## Aim of the task
Scan the data below and pick out the lines containing the word "self".

(Input records Opens)

//! Evaluation of predicted against expected phenotypes on a set of curated cases.

use std::{path::Path, str::FromStr, time::Instant};

use clap::Parser;
use indexmap::IndexMap;
use serde::{Deserialize, Serialize};
use thousands::Separable;
use tracing::{debug, info, warn};

use crate::{
    err::PgxError,
    pgx::{
        conf::ConfArgs,
        input::VariantInput,
        interpret::{interpret_star_gene, slco1b1::interpret_slco1b1},
        loci::Gene,
        phenotype::{normalize_phenotype, MetabolizerStatus},
        tables::ReferenceData,
    },
};

mod input {
    use indexmap::IndexMap;
    use serde::Deserialize;

    /// A benchmark case as read from the JSON file.
    #[derive(Debug, Deserialize, Clone)]
    pub struct Case {
        pub id: String,
        pub gene: String,
        #[serde(default)]
        pub variants: IndexMap<String, String>,
        pub expected_phenotype: String,
    }
}

pub use input::Case;

/// Load the cases from the JSON array at `path`.
pub fn load_cases<P: AsRef<Path>>(path: P) -> Result<Vec<Case>, PgxError> {
    let path = path.as_ref();
    if !path.exists() {
        return Err(PgxError::NotFound(path.to_path_buf()));
    }
    let contents = std::fs::read_to_string(path).map_err(PgxError::processing)?;
    serde_json::from_str(&contents).map_err(PgxError::processing)
}

/// Status of an expected label, either a serialized status or a display phenotype.
pub fn expected_status(label: &str) -> MetabolizerStatus {
    MetabolizerStatus::from_str(label.trim()).unwrap_or_else(|_| normalize_phenotype(label))
}

/// Prediction for one case.
#[derive(Serialize, Deserialize, Debug, Clone, PartialEq, Eq)]
pub struct Prediction {
    /// Diplotype or genotype.
    pub call: Option<String>,
    pub phenotype: String,
    pub status: MetabolizerStatus,
}

/// Predict the phenotype of `gene` from observed bases; `None` without curated tables.
pub fn predict(
    gene: Gene,
    variants: &IndexMap<String, String>,
    data: &ReferenceData,
) -> Result<Option<Prediction>, PgxError> {
    let input = VariantInput::Simple(variants.clone());
    match gene {
        Gene::Vkorc1 => Ok(None),
        Gene::Slco1b1 => Ok(interpret_slco1b1(&input, None, data)?.map(|result| Prediction {
            call: result.genotype,
            phenotype: result.phenotype,
            status: result.status,
        })),
        _ => Ok(interpret_star_gene(gene, &input, data)?.map(|result| Prediction {
            call: Some(result.diplotype),
            phenotype: result.phenotype,
            status: result.status,
        })),
    }
}

/// Outcome of one case.
#[derive(Serialize, Deserialize, Debug, Clone, PartialEq, Eq)]
pub struct CaseOutcome {
    pub id: String,
    pub gene: Gene,
    pub expected: MetabolizerStatus,
    /// `None` if the case was skipped.
    pub prediction: Option<Prediction>,
    pub matched: bool,
}

/// Counts for one gene or overall.
#[derive(Serialize, Deserialize, Debug, Clone, Copy, Default, PartialEq)]
pub struct Tally {
    /// Number of evaluated cases.
    pub total: usize,
    pub matches: usize,
    /// Cases without curated tables.
    pub skipped: usize,
    pub match_rate: f64,
}

impl Tally {
    fn add(&mut self, outcome: &CaseOutcome) {
        if outcome.prediction.is_none() {
            self.skipped += 1;
        } else {
            self.total += 1;
            if outcome.matched {
                self.matches += 1;
            }
        }
        self.match_rate = if self.total == 0 {
            0.0
        } else {
            self.matches as f64 / self.total as f64
        };
    }
}

/// The benchmark report.
#[derive(Serialize, Deserialize, Debug, Clone, Default, PartialEq)]
pub struct BenchmarkReport {
    pub overall: Tally,
    pub per_gene: IndexMap<Gene, Tally>,
    pub cases: Vec<CaseOutcome>,
}

/// Evaluate all `cases` against the tables in `data`.
pub fn run_benchmark(cases: &[Case], data: &ReferenceData) -> Result<BenchmarkReport, PgxError> {
    let mut report = BenchmarkReport::default();
    for case in cases {
        let gene = Gene::from_symbol(&case.gene)?;
        let expected = expected_status(&case.expected_phenotype);
        let prediction = predict(gene, &case.variants, data)?;
        let matched = prediction
            .as_ref()
            .map(|prediction| prediction.status == expected)
            .unwrap_or(false);
        match &prediction {
            Some(prediction) if !matched => debug!(
                "case {}: predicted {} ({:?}), expected {}",
                &case.id, prediction.status, &prediction.call, expected
            ),
            None => warn!("case {}: no curated tables for {}, skipping", &case.id, gene),
            _ => (),
        }

        let outcome = CaseOutcome {
            id: case.id.clone(),
            gene,
            expected,
            prediction,
            matched,
        };
        report.overall.add(&outcome);
        report.per_gene.entry(gene).or_default().add(&outcome);
        report.cases.push(outcome);
    }
    Ok(report)
}

/// Command line arguments for `pgx benchmark` sub command.
#[derive(Parser, Debug)]
#[command(author, version, about = "Evaluate phenotype predictions on benchmark cases", long_about = None)]
pub struct Args {
    /// Path to the JSON file with the benchmark cases.
    #[arg(long, required = true)]
    pub path_cases: String,
    /// Path to the output JSON report, stdout if omitted.
    #[arg(long)]
    pub path_output: Option<String>,

    #[command(flatten)]
    pub conf: ConfArgs,
}

/// Main entry point for `pgx benchmark` sub command.
pub fn run(args_common: &crate::common::Args, args: &Args) -> Result<(), anyhow::Error> {
    let before_anything = Instant::now();
    info!("args_common = {:?}", &args_common);
    info!("args = {:?}", &args);

    let conf = args.conf.resolve()?;
    let cases = load_cases(&args.path_cases)?;
    info!("loaded {} cases", cases.len().separate_with_commas());

    let report = run_benchmark(&cases, &conf.reference_data())?;
    for (gene, tally) in &report.per_gene {
        info!(
            "{}: {} of {} match ({:.1}%), {} skipped",
            gene,
            tally.matches,
            tally.total,
            100.0 * tally.match_rate,
            tally.skipped
        );
    }
    info!(
        "overall: {} of {} match ({:.1}%), {} skipped",
        report.overall.matches.separate_with_commas(),
        report.overall.total.separate_with_commas(),
        100.0 * report.overall.match_rate,
        report.overall.skipped.separate_with_commas(),
    );

    let json = serde_json::to_string_pretty(&report)?;
    match &args.path_output {
        Some(path) => std::fs::write(path, json + "\n")?,
        None => println!("{}", json),
    }

    info!(
        "All of `pgx benchmark` completed in {:?}",
        before_anything.elapsed()
    );
    Ok(())
}

#[cfg(test)]
mod test {
    use float_cmp::approx_eq;
    use pretty_assertions::assert_eq;

    use super::*;

    #[rstest::rstest]
    #[case("poor_metabolizer", MetabolizerStatus::Poor)]
    #[case("extensive_metabolizer", MetabolizerStatus::Extensive)]
    #[case("Normal Metabolizer", MetabolizerStatus::Extensive)]
    #[case("Rapid Metabolizer", MetabolizerStatus::Extensive)]
    #[case("Ultrarapid Metabolizer", MetabolizerStatus::UltraRapid)]
    #[case("Poor Function", MetabolizerStatus::Poor)]
    #[case("n/a", MetabolizerStatus::Unknown)]
    fn expected_labels(#[case] label: &str, #[case] status: MetabolizerStatus) {
        assert_eq!(expected_status(label), status);
    }

    #[test]
    fn benchmark_cases() -> Result<(), anyhow::Error> {
        let cases = load_cases("tests/pgx/benchmark_cases.json")?;

        let report = run_benchmark(&cases, &ReferenceData::default())?;

        assert_eq!(report.cases.len(), 7);
        assert_eq!(report.overall.total, 6);
        assert_eq!(report.overall.matches, 5);
        assert_eq!(report.overall.skipped, 1);
        assert!(approx_eq!(f64, report.overall.match_rate, 5.0 / 6.0, ulps = 2));

        let cyp2c9 = report.per_gene[&Gene::Cyp2c9];
        assert_eq!((cyp2c9.total, cyp2c9.matches), (2, 1));
        assert!(approx_eq!(f64, cyp2c9.match_rate, 0.5, ulps = 2));
        let cyp2d6 = report.per_gene[&Gene::Cyp2d6];
        assert_eq!((cyp2d6.total, cyp2d6.skipped), (0, 1));
        assert!(approx_eq!(f64, cyp2d6.match_rate, 0.0, ulps = 2));

        assert_eq!(
            report
                .cases
                .iter()
                .filter(|outcome| !outcome.matched)
                .map(|outcome| outcome.id.as_str())
                .collect::<Vec<_>>(),
            vec!["c5", "c7"]
        );

        Ok(())
    }

    #[test]
    fn presence_diplotype_keeps_row_order() -> Result<(), anyhow::Error> {
        let variants: IndexMap<String, String> = [
            ("rs12248560".to_string(), "T".to_string()),
            ("rs4244285".to_string(), "A".to_string()),
        ]
        .into_iter()
        .collect();

        let prediction =
            predict(Gene::Cyp2c19, &variants, &ReferenceData::default())?.expect("tables");

        assert_eq!(prediction.call.as_deref(), Some("*2/*17"));
        assert_eq!(prediction.status, MetabolizerStatus::Intermediate);

        Ok(())
    }

    #[test]
    fn unsupported_gene_is_fatal() {
        let cases = vec![Case {
            id: "x".to_owned(),
            gene: "BRCA1".to_owned(),
            variants: IndexMap::new(),
            expected_phenotype: "Poor Metabolizer".to_owned(),
        }];

        let res = run_benchmark(&cases, &ReferenceData::default());

        assert!(matches!(res, Err(PgxError::UnsupportedGene(_))));
    }

    #[test]
    fn missing_cases_file() {
        assert!(matches!(
            load_cases("tests/pgx/missing.json"),
            Err(PgxError::NotFound(_))
        ));
    }
}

(Input records Closes)

## The completed task
    fn add(&mut self, outcome: &CaseOutcome) {
            self.skipped += 1;
            self.total += 1;
                self.matches += 1;
        self.match_rate = if self.total == 0 {
            self.matches as f64 / self.total as f64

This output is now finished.